We talk a lot about being tolerant to Carbon Dioxide, but how do you actually know if you are tolerant or not?
Sure there are signs throughout the day. Taking big sighs, often feeling breathless, and mouth breathing are all symptoms of a low tolerance, but how we do actually measure it?
One of the two ways we measure athlete’s CO2 Tolerance is through the BOLT Score. This is a super simple test invented by Patrick McKeown. I’ll let him lay out the details
Taking your BOLT Score
To obtain an accurate measurement, it’s best to rest for ten minutes before measuring your BOLT score. Read the instructions carefully first and have a timer on hand. You can measure your BOLT now:
- Take a normal breath in through your nose and allow a normal breath out through your nose.
- Hold your nose with your fingers to prevent air from entering your lungs.

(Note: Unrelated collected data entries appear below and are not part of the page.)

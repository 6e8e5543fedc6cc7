//! Item placement and conflict resolution.
//!
//! # Responsibility
//! - Resolve an item's span (fixed or flexible) and write its cells.
//! - Decide per cell what happens when the target key is occupied.
//!
//! # Invariants
//! - Placement is validate-then-commit: an item colliding with any existing
//!   anchor is dropped whole with one `overlap-event` and writes nothing.
//! - Overwriting a secondary cell trims the owning item so that its span ends
//!   where the new cell starts, except for a flexible item's trailing cell
//!   landing on a fixed item's extension: the flexible item yields and ends
//!   before that column.
//! - A yielding column is detected before any of its cells are written, so
//!   yielding never trims other items.
//! - Trimming removes only secondary cells; anchors stay in place.

use crate::timetable::cell::{Anchor, AnchorId, Cell, Secondary};
use crate::timetable::diagnostic::{Diagnostic, DiagnosticKind};
use crate::timetable::{clock, minute_of_day, TimeTable, TimeTableResult};
use chrono::NaiveTime;
use log::{debug, warn};
use std::fmt::Debug;
use std::hash::Hash;

impl<K, P> TimeTable<K, P>
where
    K: Clone + Eq + Hash + Debug,
    P: Clone + Debug,
{
    /// Places one item starting at `time` on `tracks`.
    ///
    /// `duration` is given in minutes; `None` or `Some(0)` makes the item
    /// flexible: it stretches from `time` to the next event on `tracks[0]`,
    /// or to the grid end. Spans are truncated to whole slots and clipped at
    /// the grid end.
    ///
    /// Returns `Ok(Some(id))` when the item was placed and `Ok(None)` when it
    /// collided with an existing anchor (see `errors()`).
    ///
    /// # Errors
    /// - `EmptyEventTracks`, `UnknownTrack`, `DuplicateTrack` for bad tracks.
    /// - `OutOfRange`, `Misaligned` for a bad start time.
    pub fn set_event(
        &mut self,
        time: NaiveTime,
        payload: P,
        duration: Option<u32>,
        tracks: &[K],
    ) -> TimeTableResult<Option<AnchorId>> {
        self.check_event_tracks(tracks)?;
        let at = self.aligned_minute(time)?;
        let Some(first) = tracks.first() else {
            return Ok(None);
        };

        let flex = matches!(duration, None | Some(0));
        let minutes = match duration {
            Some(minutes) if minutes > 0 => minutes,
            _ => match self.first_anchor_from(at + self.slot, first) {
                Some(next) => minute_of_day(next.time) - at,
                None => self.end - at,
            },
        };

        let mut columns = minutes / self.slot;
        let available = (self.end - at).div_ceil(self.slot);
        if columns > available {
            debug!(
                "event=timetable_clip module=timetable status=ok time={} requested_columns={} columns={}",
                time, columns, available
            );
            columns = available;
        }

        if let Some((minute, previous)) = self.first_anchor_conflict(at, columns, tracks) {
            let previous = self.anchors[previous.0].payload.clone();
            self.record(DiagnosticKind::OverlapEvent, minute, payload, previous);
            return Ok(None);
        }

        let id = AnchorId(self.anchors.len());
        self.anchors.push(Anchor {
            time,
            track: first.clone(),
            payload,
            columns,
            rows: tracks.len(),
            flex,
        });

        for column in 0..columns.max(1) {
            let minute = at + column * self.slot;
            if flex && column > 0 && self.meets_fixed_extension(minute, tracks) {
                self.trim(id, minute);
                break;
            }
            for (row, track) in tracks.iter().enumerate() {
                let cell = if column == 0 && row == 0 {
                    Cell::Anchor(id)
                } else {
                    Cell::Secondary(Secondary {
                        time: clock(minute),
                        track: track.clone(),
                        anchor: id,
                        flex,
                    })
                };
                self.place(minute, track, cell, id);
            }
        }

        debug!(
            "event=timetable_place module=timetable status=ok time={} columns={} rows={} flex={}",
            time,
            self.anchors[id.0].columns,
            tracks.len(),
            flex
        );
        Ok(Some(id))
    }

    /// Writes one cell of item `incoming`, resolving the current occupant.
    ///
    /// Callers have already ruled out the yielding case, so an occupied
    /// secondary is always trimmed here.
    fn place(&mut self, minute: u32, track: &K, cell: Cell<K>, incoming: AnchorId) {
        let flex = self.anchors[incoming.0].flex;
        match self.store.get(minute, track).cloned() {
            None => {}
            Some(Cell::Anchor(previous)) => {
                self.record_between(DiagnosticKind::OverlapEvent, minute, incoming, previous);
                return;
            }
            Some(Cell::Secondary(occupant)) => {
                if !occupant.flex && !flex {
                    self.record_between(
                        DiagnosticKind::OverlapReference,
                        minute,
                        incoming,
                        occupant.anchor,
                    );
                }
                self.trim(occupant.anchor, minute);
            }
        }
        self.store.set(minute, track.clone(), cell);
    }

    /// Whether any of `tracks` holds a fixed item's extension at `minute`.
    fn meets_fixed_extension(&self, minute: u32, tracks: &[K]) -> bool {
        tracks.iter().any(|track| {
            matches!(
                self.store.get(minute, track),
                Some(Cell::Secondary(occupant)) if !occupant.flex
            )
        })
    }

    /// Shortens item `id` so that it ends right before `minute`.
    ///
    /// Walks forward from `minute` on every track, dropping consecutive
    /// secondary cells of `id` and stopping at the first foreign cell.
    fn trim(&mut self, id: AnchorId, minute: u32) {
        let anchor_start = minute_of_day(self.anchors[id.0].time);
        let columns = minute.saturating_sub(anchor_start) / self.slot;

        for track in &self.tracks {
            let mut cursor = minute;
            while cursor < self.end {
                let owned = self
                    .store
                    .get(cursor, track)
                    .map(|cell| matches!(cell, Cell::Secondary(secondary) if secondary.anchor == id));
                match owned {
                    None => {}
                    Some(true) => {
                        self.store.delete(cursor, track);
                    }
                    Some(false) => break,
                }
                cursor += self.slot;
            }
        }

        let anchor = &mut self.anchors[id.0];
        debug!(
            "event=timetable_trim module=timetable status=ok anchor_time={} columns_before={} columns_after={}",
            anchor.time, anchor.columns, columns
        );
        anchor.columns = columns;
    }

    /// First key of the item's footprint already holding an anchor.
    fn first_anchor_conflict(
        &self,
        at: u32,
        columns: u32,
        tracks: &[K],
    ) -> Option<(u32, AnchorId)> {
        for column in 0..columns.max(1) {
            let minute = at + column * self.slot;
            for track in tracks {
                if let Some(Cell::Anchor(id)) = self.store.get(minute, track) {
                    return Some((minute, *id));
                }
            }
        }
        None
    }

    fn record_between(
        &mut self,
        kind: DiagnosticKind,
        minute: u32,
        incoming: AnchorId,
        previous: AnchorId,
    ) {
        let item = self.anchors[incoming.0].payload.clone();
        let previous = self.anchors[previous.0].payload.clone();
        self.record(kind, minute, item, previous);
    }

    fn record(&mut self, kind: DiagnosticKind, minute: u32, item: P, previous: P) {
        let time = clock(minute);
        warn!(
            "event=timetable_conflict module=timetable status=warn kind={} time={}",
            kind.as_str(),
            time
        );
        self.errors.push(Diagnostic {
            kind,
            time,
            message: format!("Event {item:?} overlap {previous:?} on time {time}"),
            item,
            previous,
        });
    }
}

- Time the number of seconds until you feel the first definite desire to breathe, or the first stresses of your body urging you to breathe. These sensations may include the need to swallow or a constriction of the airways. You may also feel the first involuntary contractions of your breathing muscles in your abdomen or throat as the body gives the message to resume breathing. (Note that BOLT is not a measurement of how long you can hold your breath but simply the time it takes for your body to react to a lack of air.)
- Release your nose, stop the timer, and breathe in through your nose. Your inhalation at the end of the breath hold should be calm.
- Resume normal breathing.
– Patrick McKeown
For most people taking this test for the first time they will score somewhere between 10-20 seconds. The aim, however, is to reach a score of 40 seconds. Even elite athletes will often score around 20 to begin. This simply means they have been able to push through their limits to achieve their success.
To raise your score try simple exercises like mini breath holds throughout the day (5-15 seconds), focusing on breathing lightly only into your belly, and nasal breathing. Increasing your BOLT score by only a few seconds can have you feeling less out breath in no time!